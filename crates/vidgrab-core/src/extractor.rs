//! Invocation of yt-dlp for info extraction and downloads

use crate::config::Config;
use crate::error::{classify_failure, engine_error_lines, ExtractError};
use crate::info::MediaInfo;
use crate::options::DownloadOptions;
use crate::progress::{parse_progress_line, ProgressEvent, PROGRESS_TEMPLATE};
use std::io;
use std::path::{Path, PathBuf};
use std::process::Stdio;
use tokio::io::{AsyncBufReadExt, BufReader};
use tokio::process::Command;
use tokio::sync::mpsc;
use tracing::{debug, info, warn};

#[derive(Debug, Clone)]
pub struct Extractor {
    yt_dlp_path: PathBuf,
}

/// Outcome of a download run that produced at least one file or exited cleanly
#[derive(Debug, Clone, Default, PartialEq, Eq)]
pub struct DownloadReport {
    /// Streams yt-dlp reported as finished; merged formats count once per stream
    pub finished: usize,
    /// `ERROR:` lines yt-dlp printed for items it skipped
    pub errors: Vec<String>,
}

impl DownloadReport {
    pub fn is_partial(&self) -> bool {
        !self.errors.is_empty()
    }
}

fn spawn_error(e: io::Error) -> ExtractError {
    if e.kind() == io::ErrorKind::NotFound {
        ExtractError::EngineNotFound
    } else {
        ExtractError::Io(e)
    }
}

impl Extractor {
    pub fn new(yt_dlp_path: PathBuf) -> Self {
        Self { yt_dlp_path }
    }

    pub fn from_config(config: &Config) -> Result<Self, ExtractError> {
        let path = config
            .yt_dlp_path()
            .map_err(|_| ExtractError::EngineNotFound)?;
        Ok(Self::new(path))
    }

    pub fn path(&self) -> &Path {
        &self.yt_dlp_path
    }

    pub async fn version(&self) -> Result<String, ExtractError> {
        let output = Command::new(&self.yt_dlp_path)
            .arg("--version")
            .output()
            .await
            .map_err(spawn_error)?;

        if !output.status.success() {
            return Err(ExtractError::EngineFailed {
                code: output.status.code(),
                message: String::from_utf8_lossy(&output.stderr).trim().to_string(),
            });
        }
        Ok(String::from_utf8_lossy(&output.stdout).trim().to_string())
    }

    /// Resolve what a download with `opts` would fetch, without downloading.
    ///
    /// Playlists are resolved flat, so entries carry only ids and titles.
    pub async fn probe(&self, url: &str, opts: &DownloadOptions) -> Result<MediaInfo, ExtractError> {
        let mut args = vec!["--flat-playlist".to_string()];
        args.extend(opts.probe_args());
        self.dump_json(url, &args).await
    }

    /// Full info for `url`, including its format list
    pub async fn info(&self, url: &str) -> Result<MediaInfo, ExtractError> {
        self.dump_json(url, &[]).await
    }

    async fn dump_json(&self, url: &str, extra: &[String]) -> Result<MediaInfo, ExtractError> {
        debug!("Extracting info for: {}", url);

        let output = Command::new(&self.yt_dlp_path)
            .args(["-J", "--no-warnings", "--no-colors"])
            .args(extra)
            .arg("--")
            .arg(url)
            .kill_on_drop(true)
            .output()
            .await
            .map_err(spawn_error)?;

        let stdout = String::from_utf8_lossy(&output.stdout);
        let stderr = String::from_utf8_lossy(&output.stderr);
        let body = stdout.trim();

        // With --ignore-errors a playlist can exit non-zero yet still produce usable JSON.
        if !body.is_empty() && body != "null" {
            match MediaInfo::from_json(body) {
                Ok(info) => {
                    for line in engine_error_lines(&stderr) {
                        warn!("{}", line);
                    }
                    return Ok(info);
                }
                Err(e) if output.status.success() => {
                    return Err(ExtractError::InfoParse(e.to_string()));
                }
                Err(e) => debug!("Discarding unparsable output: {}", e),
            }
        }

        if output.status.success() {
            return Err(ExtractError::InfoParse("yt-dlp returned no info".to_string()));
        }

        debug!("yt-dlp stderr: {}", stderr);
        Err(classify_failure(url, &stderr, output.status.code()))
    }

    /// Download `url`, forwarding progress events as they arrive.
    ///
    /// The yt-dlp process is killed if this future is dropped.
    pub async fn download(
        &self,
        url: &str,
        opts: &DownloadOptions,
        progress: mpsc::Sender<ProgressEvent>,
    ) -> Result<DownloadReport, ExtractError> {
        info!("Downloading: {}", url);
        tokio::fs::create_dir_all(&opts.output_dir).await?;

        let args = opts.to_args();
        debug!("yt-dlp args: {:?}", args);

        let mut child = Command::new(&self.yt_dlp_path)
            .args(&args)
            .args(["--newline", "--no-colors", "--progress-template", PROGRESS_TEMPLATE])
            .arg("--")
            .arg(url)
            .stdin(Stdio::null())
            .stdout(Stdio::piped())
            .stderr(Stdio::piped())
            .kill_on_drop(true)
            .spawn()
            .map_err(spawn_error)?;

        let stdout = child
            .stdout
            .take()
            .ok_or_else(|| io::Error::other("yt-dlp stdout not captured"))?;
        let stderr = child
            .stderr
            .take()
            .ok_or_else(|| io::Error::other("yt-dlp stderr not captured"))?;

        // Titles and filenames are not guaranteed to be UTF-8, so lines are decoded lossily.
        let read_stdout = async {
            let mut finished = 0;
            let mut segments = BufReader::new(stdout).split(b'\n');
            while let Some(raw) = segments.next_segment().await? {
                let line = String::from_utf8_lossy(&raw);
                match parse_progress_line(&line) {
                    Some(event) => {
                        if matches!(event, ProgressEvent::Finished { .. }) {
                            finished += 1;
                        }
                        let _ = progress.send(event).await;
                    }
                    None if !line.trim().is_empty() => debug!("yt-dlp: {}", line),
                    None => {}
                }
            }
            Ok::<usize, io::Error>(finished)
        };

        let read_stderr = async {
            let mut text = String::new();
            let mut segments = BufReader::new(stderr).split(b'\n');
            while let Some(raw) = segments.next_segment().await? {
                let line = String::from_utf8_lossy(&raw);
                let line = line.trim_end_matches('\r');
                if line.starts_with("WARNING:") {
                    warn!("{}", line.trim_start_matches("WARNING:").trim());
                } else {
                    debug!("yt-dlp stderr: {}", line);
                }
                text.push_str(line);
                text.push('\n');
            }
            Ok::<String, io::Error>(text)
        };

        let (finished, stderr_text) = tokio::try_join!(read_stdout, read_stderr)?;
        let status = child.wait().await?;
        debug!("yt-dlp exited with {}", status);

        if !status.success() && finished == 0 {
            return Err(classify_failure(url, &stderr_text, status.code()));
        }

        Ok(DownloadReport {
            finished,
            errors: engine_error_lines(&stderr_text),
        })
    }
}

__________________________________________________

Every record, copied exactly, is the expected answer.

→ **RESULT OF THIS EXERCISE**:
filename crates/vidgrab-core/src/extractor.rs
//! Invocation of yt-dlp for info extraction and downloads

use crate::config::Config;
use crate::error::{classify_failure, engine_error_lines, ExtractError};
use crate::info::MediaInfo;
use crate::options::DownloadOptions;
use crate::progress::{parse_progress_line, ProgressEvent, PROGRESS_TEMPLATE};
use std::io;
use std::path::{Path, PathBuf};
use std::process::Stdio;
use tokio::io::{AsyncBufReadExt, BufReader};
use tokio::process::Command;
use tokio::sync::mpsc;
use tracing::{debug, info, warn};

#[derive(Debug, Clone)]
pub struct Extractor {
    yt_dlp_path: PathBuf,
}

/// Outcome of a download run that produced at least one file or exited cleanly
#[derive(Debug, Clone, Default, PartialEq, Eq)]
pub struct DownloadReport {
    /// Streams yt-dlp reported as finished; merged formats count once per stream
    pub finished: usize,
    /// `ERROR:` lines yt-dlp printed for items it skipped
    pub errors: Vec<String>,
}

impl DownloadReport {
    pub fn is_partial(&self) -> bool {
        !self.errors.is_empty()
    }
}

fn spawn_error(e: io::Error) -> ExtractError {
    if e.kind() == io::ErrorKind::NotFound {
        ExtractError::EngineNotFound
    } else {
        ExtractError::Io(e)
    }
}

impl Extractor {
    pub fn new(yt_dlp_path: PathBuf) -> Self {
        Self { yt_dlp_path }
    }

    pub fn from_config(config: &Config) -> Result<Self, ExtractError> {
        let path = config
            .yt_dlp_path()
            .map_err(|_| ExtractError::EngineNotFound)?;
        Ok(Self::new(path))
    }

    pub fn path(&self) -> &Path {
        &self.yt_dlp_path
    }

    pub async fn version(&self) -> Result<String, ExtractError> {
        let output = Command::new(&self.yt_dlp_path)
            .arg("--version")
            .output()
            .await
            .map_err(spawn_error)?;

        if !output.status.success() {
            return Err(ExtractError::EngineFailed {
                code: output.status.code(),
                message: String::from_utf8_lossy(&output.stderr).trim().to_string(),
            });
        }
        Ok(String::from_utf8_lossy(&output.stdout).trim().to_string())
    }

    /// Resolve what a download with `opts` would fetch, without downloading.
    ///
    /// Playlists are resolved flat, so entries carry only ids and titles.
    pub async fn probe(&self, url: &str, opts: &DownloadOptions) -> Result<MediaInfo, ExtractError> {
        let mut args = vec!["--flat-playlist".to_string()];
        args.extend(opts.probe_args());
        self.dump_json(url, &args).await
    }

    /// Full info for `url`, including its format list
    pub async fn info(&self, url: &str) -> Result<MediaInfo, ExtractError> {
        self.dump_json(url, &[]).await
    }

    async fn dump_json(&self, url: &str, extra: &[String]) -> Result<MediaInfo, ExtractError> {
        debug!("Extracting info for: {}", url);

        let output = Command::new(&self.yt_dlp_path)
            .args(["-J", "--no-warnings", "--no-colors"])
            .args(extra)
            .arg("--")
            .arg(url)
            .kill_on_drop(true)
            .output()
            .await
            .map_err(spawn_error)?;

        let stdout = String::from_utf8_lossy(&output.stdout);
        let stderr = String::from_utf8_lossy(&output.stderr);
        let body = stdout.trim();

        // With --ignore-errors a playlist can exit non-zero yet still produce usable JSON.
        if !body.is_empty() && body != "null" {
            match MediaInfo::from_json(body) {
                Ok(info) => {
                    for line in engine_error_lines(&stderr) {
                        warn!("{}", line);
                    }
                    return Ok(info);
                }
                Err(e) if output.status.success() => {
                    return Err(ExtractError::InfoParse(e.to_string()));
                }
                Err(e) => debug!("Discarding unparsable output: {}", e),
            }
        }

        if output.status.success() {
            return Err(ExtractError::InfoParse("yt-dlp returned no info".to_string()));
        }

        debug!("yt-dlp stderr: {}", stderr);
        Err(classify_failure(url, &stderr, output.status.code()))
    }

    /// Download `url`, forwarding progress events as they arrive.
    ///
    /// The yt-dlp process is killed if this future is dropped.
    pub async fn download(
        &self,
        url: &str,
        opts: &DownloadOptions,
        progress: mpsc::Sender<ProgressEvent>,
    ) -> Result<DownloadReport, ExtractError> {
        info!("Downloading: {}", url);
        tokio::fs::create_dir_all(&opts.output_dir).await?;

        let args = opts.to_args();
        debug!("yt-dlp args: {:?}", args);

        let mut child = Command::new(&self.yt_dlp_path)
            .args(&args)
            .args(["--newline", "--no-colors", "--progress-template", PROGRESS_TEMPLATE])
            .arg("--")
            .arg(url)
            .stdin(Stdio::null())
            .stdout(Stdio::piped())
            .stderr(Stdio::piped())
            .kill_on_drop(true)
            .spawn()
            .map_err(spawn_error)?;

        let stdout = child
            .stdout
            .take()
            .ok_or_else(|| io::Error::other("yt-dlp stdout not captured"))?;
        let stderr = child
            .stderr
            .take()
            .ok_or_else(|| io::Error::other("yt-dlp stderr not captured"))?;

        // Titles and filenames are not guaranteed to be UTF-8, so lines are decoded lossily.
        let read_stdout = async {
            let mut finished = 0;
            let mut segments = BufReader::new(stdout).split(b'\n');
            while let Some(raw) = segments.next_segment().await? {
                let line = String::from_utf8_lossy(&raw);
                match parse_progress_line(&line) {
                    Some(event) => {
                        if matches!(event, ProgressEvent::Finished { .. }) {
                            finished += 1;
                        }
                        let _ = progress.send(event).await;
                    }
                    None if !line.trim().is_empty() => debug!("yt-dlp: {}", line),
                    None => {}
                }
            }
            Ok::<usize, io::Error>(finished)
        };

        let read_stderr = async {
            let mut text = String::new();
            let mut segments = BufReader::new(stderr).split(b'\n');
            while let Some(raw) = segments.next_segment().await? {
                let line = String::from_utf8_lossy(&raw);
                let line = line.trim_end_matches('\r');
                if line.starts_with("WARNING:") {
                    warn!("{}", line.trim_start_matches("WARNING:").trim());
                } else {
                    debug!("yt-dlp stderr: {}", line);
                }
                text.push_str(line);
                text.push('\n');
            }
            Ok::<String, io::Error>(text)
        };

        let (finished, stderr_text) = tokio::try_join!(read_stdout, read_stderr)?;
        let status = child.wait().await?;
        debug!("yt-dlp exited with {}", status);

        if !status.success() && finished == 0 {
            return Err(classify_failure(url, &stderr_text, status.code()));
        }

        Ok(DownloadReport {
            finished,
            errors: engine_error_lines(&stderr_text),
        })
    }
}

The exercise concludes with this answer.